Whatever the situation is warranting your thought process, you do need to talk it out with an accredited professional, because quite frankly your concern is above any of our (at Ask Aunt B’s) ability to talk you through. Yours is one that you do need help with, and if you need any help at all with that just let us know and we will help you find it. Please don’t think of this reply as scolding you or making you feel badly about yourself. I am sure that with a little guidance you can overcome this, and you will be back to living your life as intended.

Take care of yourself, and let us know if you need help.

~Xmichra.






Dear Friend,

You are feeling a role similar to the Father and this is why you are feeling all these things. So, that may be/feel like you want her. You've been taking care of her, haven't you? Now, I know you don't want your Mom to be sad or lonely or even to feel unwanted but you've got to remember you are her son. You are loved by your Mother but not in that way, as in man and wife. To get your mind out of these thoughts, you should get involved with other kids your age. Maybe join some Clubs, after school activities and these feelings will hopefully dissipate.

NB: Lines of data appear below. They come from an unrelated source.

//! Pacing between publish attempts
//!
//! The runner asks its `Pacer` how long to wait after each attempt (except
//! the last one in a batch). `FixedPacer` waits a short fixed time after a
//! success and a longer one after a failure. `BackoffPacer` doubles the
//! failure delay on consecutive failures and adds jitter.

use std::sync::atomic::{AtomicU32, Ordering};
use std::time::Duration;

use rand::Rng;

use crate::config::{PacingConfig, PacingStrategy};
use crate::types::OutcomeKind;

/// Delay policy between attempts
pub trait Pacer: Send + Sync {
    /// Delay before the next attempt, given the outcome of the previous one
    fn delay_after(&self, outcome: OutcomeKind) -> Duration;

    /// Forget any state carried from a previous run
    fn reset(&self) {}
}

/// Build the pacer selected by configuration
pub fn from_config(config: &PacingConfig) -> Box<dyn Pacer> {
    match config.strategy {
        PacingStrategy::Fixed => Box::new(FixedPacer::new(
            config.success_delay,
            config.failure_delay,
        )),
        PacingStrategy::Backoff => Box::new(BackoffPacer::new(
            config.success_delay,
            config.failure_delay,
            config.max_delay,
        )),
    }
}

/// Fixed delays, no backoff, no jitter
#[derive(Debug, Clone, Copy, PartialEq, Eq)]
pub struct FixedPacer {
    pub success_delay: Duration,
    pub failure_delay: Duration,
}

impl FixedPacer {
    pub fn new(success_delay: Duration, failure_delay: Duration) -> Self {
        Self {
            success_delay,
            failure_delay,
        }
    }
}

impl Default for FixedPacer {
    fn default() -> Self {
        Self::new(Duration::from_secs(2), Duration::from_secs(3))
    }
}

impl Pacer for FixedPacer {
    fn delay_after(&self, outcome: OutcomeKind) -> Duration {
        match outcome {
            OutcomeKind::Success => self.success_delay,
            OutcomeKind::Failure => self.failure_delay,
        }
    }
}

/// Exponential backoff with jitter on consecutive failures
///
/// After `n` consecutive failures the base delay is
/// `failure_delay * 2^(n-1)`, capped at `max_delay`, then scaled by a random
/// factor between 1 and 2, capped again. A success resets the streak.
#[derive(Debug)]
pub struct BackoffPacer {
    success_delay: Duration,
    failure_delay: Duration,
    max_delay: Duration,
    consecutive_failures: AtomicU32,
}

impl BackoffPacer {
    pub fn new(success_delay: Duration, failure_delay: Duration, max_delay: Duration) -> Self {
        Self {
            success_delay,
            failure_delay,
            max_delay: max_delay.max(failure_delay),
            consecutive_failures: AtomicU32::new(0),
        }
    }

    fn base_delay(&self, failures: u32) -> Duration {
        let exponent = failures.saturating_sub(1).min(16);
        self.failure_delay
            .saturating_mul(1u32 << exponent)
            .min(self.max_delay)
    }
}

impl Pacer for BackoffPacer {
    fn delay_after(&self, outcome: OutcomeKind) -> Duration {
        match outcome {
            OutcomeKind::Success => {
                self.consecutive_failures.store(0, Ordering::Relaxed);
                self.success_delay
            }
            OutcomeKind::Failure => {
                let failures = self.consecutive_failures.fetch_add(1, Ordering::Relaxed) + 1;
                add_jitter(self.base_delay(failures)).min(self.max_delay)
            }
        }
    }

    fn reset(&self) {
        self.consecutive_failures.store(0, Ordering::Relaxed);
    }
}

/// Scale `delay` by a random factor in `[1, 2)`, saturating at `Duration::MAX`
fn add_jitter(delay: Duration) -> Duration {
    let jitter_factor: f64 = rand::thread_rng().gen_range(0.0..1.0);
    Duration::try_from_secs_f64(delay.as_secs_f64() * (1.0 + jitter_factor))
        .unwrap_or(Duration::MAX)
}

Know that you will still be there for your Mom, as a son, not a lover. If you decide to do this and go with your emotions right now, your Mom may become more depressed as this will be upsetting because it's not a normal or healthy relationship between a Mother and her son.

Your helpful thoughts, concerning your Mom are good ones but your idea as to how to make her feel better are all wrong. Your role is that of a son, a good and loving, caring, thoughtful son. I see that you are all these things just don't mix up your emotions.

Go to your Guidance Counselor and tell them you need to speak with a Counselor concerning your Mom and Dad's divorce. Then, tell them about these feelings.